- **RECORDS SUPPLIED**
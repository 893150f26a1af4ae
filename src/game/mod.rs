pub mod assistant;
pub mod controller;

pub use assistant::{AssistantStats, GameAssistant};
pub use controller::{ControllerSettings, ControllerStats, GameController};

- **YOUR INSTRUCTIONS**
Please transcribe the material above in full, keeping every character intact.

- **ANSWER FOR THIS EXERCISE**
repository 893150f26a1af4ae
filename src/game/mod.rs
pub mod assistant;
pub mod controller;

pub use assistant::{AssistantStats, GameAssistant};
pub use controller::{ControllerSettings, ControllerStats, GameController};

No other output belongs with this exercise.